Dans le sous-groupe des patients avec moins de 75% excès de poids la corrélation trouvée entre la perte de poids et les paramètres psychologiques a été encore plus étroite. Plus ces patients étaient anxieux, dépressifs et avec une mauvaise qualité de vie, plus ils perdaient du poids. Cette perte de poids a été corrélée étroitement avec la diminution de l'apport calorique (ingestion alimentaire).
La tendance à été contraire dans le groupe avec > 75% excès de poids : plus ces patients étaient anxieux, avec une mauvaise qualité de vie et une mauvaise estime de soi, moins ils perdaient du poids. Cette évolution a été également corrélée étroitement avec l'apport calorique.
Chez les patients < 35 ans nous avons trouvé 37% plus de troubles du comportement alimentaire que dans le groupe plus âgé de > 35ans.
Nous n'avons trouvé aucune corrélation entre les paramètres métaboliques, biophysiques, biochimiques et le profil psychologique préopératoire.
Une corrélation, rassurante d'ailleurs, à été retrouvé entre la quantité de calories ingérées et la perte de poids : moins les patients mangent plus ils perdent du poids !
Nous avons aussi vérifié qu'il existe une bonne corrélation entre les différents tests psychologiques (P < 0.001).
Discussion
Le profil psychologique retrouvé dans notre groupe de patients obèses morbides est concordant avec les données disponibles dans la littérature (9, 39, 43, 49, 80, 31,15 etc.).

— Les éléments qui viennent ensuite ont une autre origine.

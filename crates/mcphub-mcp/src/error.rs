//! MCP-specific error types.

use serde_json::Value;
use thiserror::Error;

/// Errors that can occur during transport operations.
#[derive(Debug, Error)]
pub enum TransportError {
    /// Failed to spawn the child process.
    #[error("failed to spawn process: {0}")]
    SpawnFailed(std::io::Error),

    /// Failed to write to the transport.
    #[error("write error: {0}")]
    WriteError(std::io::Error),

    /// Failed to read from the transport.
    #[error("read error: {0}")]
    ReadError(std::io::Error),

    /// HTTP request could not be completed.
    #[error("HTTP error: {0}")]
    Http(String),

    /// HTTP request completed with a non-success status.
    #[error("HTTP status {status}: {body}")]
    HttpStatus { status: u16, body: String },

    /// The transport parameters are unusable.
    #[error("invalid transport config: {0}")]
    InvalidConfig(String),

    /// `start()` was called on a transport that is already running.
    #[error("transport already started")]
    AlreadyStarted,

    /// Connection was closed unexpectedly.
    #[error("connection closed")]
    ConnectionClosed,

    /// Transport is not connected.
    #[error("not connected")]
    NotConnected,
}

impl From<reqwest::Error> for TransportError {
    fn from(e: reqwest::Error) -> Self {
        Self::Http(e.to_string())
    }
}

/// Errors that can occur during MCP operations.
#[derive(Debug, Error)]
pub enum McpError {
    /// Transport-level error.
    #[error("transport error: {0}")]
    Transport(#[from] TransportError),

    /// Connecting to a server failed.
    #[error("failed to connect to {server}: {reason}")]
    ConnectionFailed { server: String, reason: String },

    /// Protocol-level error (malformed messages, etc.).
    #[error("protocol error: {0}")]
    Protocol(String),

    /// Server returned an error response.
    #[error("server error (code {code}): {message}")]
    Server {
        code: i32,
        message: String,
        data: Option<Value>,
    },

    /// Request timed out.
    #[error("request '{method}' timed out after {seconds} seconds")]
    Timeout { method: String, seconds: u64 },

    /// Server configuration is invalid.
    #[error("configuration error: {0}")]
    Config(String),

    /// Tool not found on server.
    #[error("tool not found: {0}")]
    ToolNotFound(String),

    /// Resource not found on server.
    #[error("resource not found: {0}")]
    ResourceNotFound(String),

    /// Prompt not found on server.
    #[error("prompt not found: {0}")]
    PromptNotFound(String),

    /// Server not found by name.
    #[error("unknown server: {0}")]
    ServerNotFound(String),

    /// Server is known but its client is not connected.
    #[error("server not connected: {0}")]
    ServerNotConnected(String),

    /// Server is configured but disabled.
    #[error("server disabled: {0}")]
    ServerDisabled(String),

    /// Server already exists with this name.
    #[error("server already exists: {0}")]
    ServerAlreadyExists(String),

    /// A namespaced name without the `__` separator.
    #[error("invalid name format: {0}, expected format: server__name")]
    InvalidToolName(String),

    /// The client has no open connection.
    #[error("not connected")]
    NotConnected,

    /// The request was abandoned because the client disconnected.
    #[error("client disconnected before a response arrived")]
    Disconnected,

    /// Connection is not in the correct state.
    #[error("invalid connection state: expected {expected}, got {actual}")]
    InvalidState { expected: String, actual: String },

    /// JSON serialization/deserialization error.
    #[error("JSON error: {0}")]
    Json(#[from] serde_json::Error),

    /// I/O error.
    #[error("IO error: {0}")]
    Io(#[from] std::io::Error),
}

impl McpError {
    /// Create a protocol error.
    pub fn protocol(msg: impl Into<String>) -> Self {
        Self::Protocol(msg.into())
    }

    /// Create a connection failed error.
    pub fn connection_failed(server: impl Into<String>, reason: impl ToString) -> Self {
        Self::ConnectionFailed {
            server: server.into(),
            reason: reason.to_string(),
        }
    }

    /// Create a server error from a JSON-RPC error object.
    pub fn server_error(code: i32, message: impl Into<String>, data: Option<Value>) -> Self {
        Self::Server {
            code,
            message: message.into(),
            data,
        }
    }

    /// Create an invalid state error.
    pub fn invalid_state(expected: impl Into<String>, actual: impl Into<String>) -> Self {
        Self::InvalidState {
            expected: expected.into(),
            actual: actual.into(),
        }
    }

    /// Whether the server itself reported this error.
    pub fn is_server_error(&self) -> bool {
        matches!(self, Self::Server { .. })
    }
}

impl From<McpError> for mcphub_core::Error {
    fn from(e: McpError) -> Self {
        match e {
            McpError::Config(msg) => mcphub_core::Error::Config(msg),
            McpError::ServerNotFound(name) => mcphub_core::Error::NotFound(name),
            other => mcphub_core::Error::Mcp(other.to_string()),
        }
    }
}
//! MCP transport abstraction.
//!
//! A transport moves complete JSON-RPC messages between the client and one
//! server. Two implementations exist: [`StdioTransport`] spawns a child
//! process and talks newline-delimited JSON over its pipes, and
//! [`SseTransport`] subscribes to a server-sent event stream and posts
//! outbound messages over HTTP.

use std::sync::Arc;
use std::time::Duration;

use async_trait::async_trait;
use futures::stream::BoxStream;

use crate::error::TransportError;
use crate::event_stream::SseTransport;
use crate::stdio::StdioTransport;
use crate::types::{ServerConfig, TransportKind};

/// Inbound messages of a transport, one complete frame per item.
///
/// The stream ends without an error item on orderly close.
pub type MessageStream = BoxStream<'static, Result<String, TransportError>>;

/// Trait for MCP transport implementations.
///
/// All methods take `&self` so one transport can be shared between the
/// task sending requests and the task reading responses.
#[async_trait]
pub trait Transport: Send + Sync {
    /// Establish the channel. Starting twice is an error.
    async fn start(&self) -> Result<(), TransportError>;

    /// Send one complete message to the server.
    async fn send(&self, message: &str) -> Result<(), TransportError>;

    /// Take the inbound message stream. Only the first call succeeds.
    fn receive(&self) -> Result<MessageStream, TransportError>;

    /// Tear the channel down. Safe to call repeatedly.
    async fn close(&self) -> Result<(), TransportError>;

    /// Check if the transport is connected.
    fn is_connected(&self) -> bool;
}

/// Builds the transport for a named server.
pub type TransportFactory =
    Arc<dyn Fn(&str, &ServerConfig) -> Result<Arc<dyn Transport>, TransportError> + Send + Sync>;

/// Default grace period a child process gets between SIGTERM and kill.
pub const DEFAULT_SHUTDOWN_GRACE: Duration = Duration::from_secs(5);

/// Create the transport selected by the config's transport kind.
pub fn create_transport(
    server_name: &str,
    config: &ServerConfig,
) -> Result<Arc<dyn Transport>, TransportError> {
    build_transport(server_name, config, DEFAULT_SHUTDOWN_GRACE)
}

/// Factory using [`create_transport`] with a custom shutdown grace period.
pub fn transport_factory(shutdown_grace: Duration) -> TransportFactory {
    Arc::new(move |name: &str, config: &ServerConfig| {
        build_transport(name, config, shutdown_grace)
    })
}

fn build_transport(
    server_name: &str,
    config: &ServerConfig,
    shutdown_grace: Duration,
) -> Result<Arc<dyn Transport>, TransportError> {
    match config.transport_type {
        TransportKind::Stdio => Ok(Arc::new(
            StdioTransport::from_config(server_name, config)?.with_grace_period(shutdown_grace),
        )),
        TransportKind::Sse => Ok(Arc::new(SseTransport::from_config(server_name, config)?)),
    }
}
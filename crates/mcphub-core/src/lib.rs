//! # mcphub-core
//!
//! Core types shared by the mcphub crates.
//!
//! This crate provides:
//! - Layered application configuration
//! - Configuration validation results
//! - Common error types

pub mod config;
pub mod error;

pub use config::{Config, IssueSeverity, ValidationIssue, ValidationResult};
pub use error::{Error, Result};
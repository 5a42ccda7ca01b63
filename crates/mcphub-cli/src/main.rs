//! # mcphub-cli
//!
//! Command-line interface for mcphub.

use std::collections::BTreeMap;
use std::path::PathBuf;

use clap::{Parser, Subcommand, ValueEnum};
use tracing_subscriber::{fmt, prelude::*, EnvFilter};

use mcphub_core::Config;
use mcphub_mcp::{ConfigLoader, McpHost, ServerConfig, ToolFormat};

mod commands;

/// Application context shared by the commands.
pub struct AppContext {
    pub config: Config,
    pub servers: BTreeMap<String, ServerConfig>,
}

impl AppContext {
    /// Build a host for the configured servers. Nothing is connected yet.
    pub fn host(&self) -> McpHost {
        McpHost::from_config(self.servers.clone(), &self.config)
    }
}

/// mcphub - connect to MCP servers and use their tools
#[derive(Parser)]
#[command(name = "mcphub")]
#[command(author, version, about, long_about = None)]
struct Cli {
    /// Application config file (defaults to the layered config)
    #[arg(short, long, value_name = "FILE")]
    config: Option<PathBuf>,

    /// MCP servers file (JSON or TOML)
    #[arg(short, long, value_name = "FILE")]
    servers: Option<PathBuf>,

    /// Enable verbose logging
    #[arg(short, long)]
    verbose: bool,

    #[command(subcommand)]
    command: Commands,
}

#[derive(Subcommand)]
enum Commands {
    /// Connect to every server and show its status
    Servers,
    /// List the tools of every connected server
    Tools {
        /// Output format
        #[arg(short, long, value_enum, default_value_t = OutputFormat::Text)]
        format: OutputFormat,
    },
    /// List the resources of every connected server
    Resources,
    /// List the prompts of every connected server
    Prompts,
    /// Call a tool by its namespaced name
    Call {
        /// Tool name as `server__tool`
        name: String,
        /// Arguments as a JSON object
        #[arg(default_value = "{}")]
        args: String,
    },
    /// Validate the servers file without connecting
    Check,
    /// Show version information
    Version,
}

/// How `tools` prints the catalogue.
#[derive(Debug, Clone, Copy, PartialEq, Eq, ValueEnum)]
enum OutputFormat {
    /// Human-readable list
    Text,
    /// OpenAI function specifications
    Openai,
    /// Anthropic tool specifications
    Anthropic,
    /// Generic JSON specifications
    Json,
}

impl OutputFormat {
    fn tool_format(self) -> Option<ToolFormat> {
        match self {
            OutputFormat::Text => None,
            OutputFormat::Openai => Some(ToolFormat::OpenAi),
            OutputFormat::Anthropic => Some(ToolFormat::Anthropic),
            OutputFormat::Json => Some(ToolFormat::Generic),
        }
    }
}

fn load_config(path: Option<&PathBuf>) -> Config {
    let loaded = match path {
        Some(path) => Config::load_with_file(path),
        None => Config::load(),
    };

    loaded.unwrap_or_else(|e| {
        eprintln!("Failed to load config, using defaults: {}", e);
        Config::default()
    })
}

fn init_logging(config: &Config, verbose: bool) {
    let filter = if verbose {
        EnvFilter::new("debug")
    } else {
        EnvFilter::try_from_default_env()
            .unwrap_or_else(|_| EnvFilter::new(&config.general.log_level))
    };

    tracing_subscriber::registry()
        .with(fmt::layer().with_writer(std::io::stderr))
        .with(filter)
        .init();
}

#[tokio::main]
async fn main() -> anyhow::Result<()> {
    let cli = Cli::parse();

    let mut config = load_config(cli.config.as_ref());
    if let Some(ref servers) = cli.servers {
        config.general.servers_file = Some(servers.clone());
    }

    init_logging(&config, cli.verbose);

    if let Err(e) = config.check() {
        anyhow::bail!(mcphub_core::error::format_error_with_suggestion(&e));
    }

    if let Commands::Version = cli.command {
        println!("mcphub {}", env!("CARGO_PKG_VERSION"));
        return Ok(());
    }

    let servers = ConfigLoader::load_for(&config).map_err(|e| {
        let e: mcphub_core::Error = e.into();
        anyhow::anyhow!(mcphub_core::error::format_error_with_suggestion(&e))
    })?;
    let ctx = AppContext { config, servers };

    match cli.command {
        Commands::Servers => commands::servers::status(&ctx).await?,
        Commands::Tools { format } => commands::catalog::tools(&ctx, format.tool_format()).await?,
        Commands::Resources => commands::catalog::resources(&ctx).await?,
        Commands::Prompts => commands::catalog::prompts(&ctx).await?,
        Commands::Call { name, args } => {
            let ok = commands::call::run(&ctx, &name, &args).await?;
            if !ok {
                std::process::exit(1);
            }
        }
        Commands::Check => {
            let ok = commands::servers::check(&ctx);
            if !ok {
                std::process::exit(1);
            }
        }
        Commands::Version => {}
    }

    Ok(())
}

L'impact du profil psychologique sur la perte de poids à un an après bypass n'est pas influencé par l'âge, mais par l'excès de poids avec une inversion de tendance autour de 44 kg/m2 de BMI (75% excès de poids) ! Cette modification est due au fait que l'influence des troubles psychologiques (dépression, anxiété etc.) sur l'apport alimentaire post-opératoire change selon l'excès de poids préopératoire. Nous pouvons spéculer qu'en dessous de 44 kg/m2 de BMI les troubles psychologiques (dépression, etc.) ont un effet anorexigène après bypass et que pour les patients avec une obésité sévèrissime (BMI > 44) ceci n'est plus le cas. Cette influence est due à un mécanisme qui est très probablement lié aux changements neuro-métaboliques complexes qui surviennent avec l'âge dans l'obésité extrême, mécanisme qui nous échappe pour le moment.
La perte de poids, une année après bypass est, dans notre étude, supérieure à celle rapportée dans la littérature. Nous expliquons cette différence par le fait que nos données sur le poids sont relevées à un an seulement et qu'il est connu après un an, que les patients ont une tendance à reprendre du poids (7-8kg).
Les troubles du comportement alimentaire prédominent chez les jeunes de moins de 35 ans. Notre impression, basée sur les autres paramètres des questionnaires est que dans le groupe plus âgé (de > 35 ans) il peut y avoir une sous-estimation des troubles du comportement alimentaire: les patients ont suivi de multiples diètes amaigrissantes drastiques qui favorisent les troubles du comportement alimentaire et la peur d'être jugé augmentent peut-être avec l'âge.
Nos résultats sont à interpréter en tenant compte de quelques limitations. L'échantillon de patients que nous avons étudié est de seulement 80 patients et la répartition par sexe favorise essentiellement les femmes (85%). Pour pouvoir étudier les différentes corrélations entre le profil psychologique et l'évolution après bypass, nous avons dû séparer notre groupe en sous groupes en utilisant comme critère deux variables continues (âge et poids).
Conclusion
Le profil psychologique préopératoire influence la perte de poids après bypass. Cette influence est dépendante de l'excès de poids préopératoire, surtout chez les patients avec un BMI > 44 kg/m2. Pour ces patients, une amélioration du profil psychologique préopératoire par une prise en charge spécialisée pourrait améliorer la perte de poids après bypass.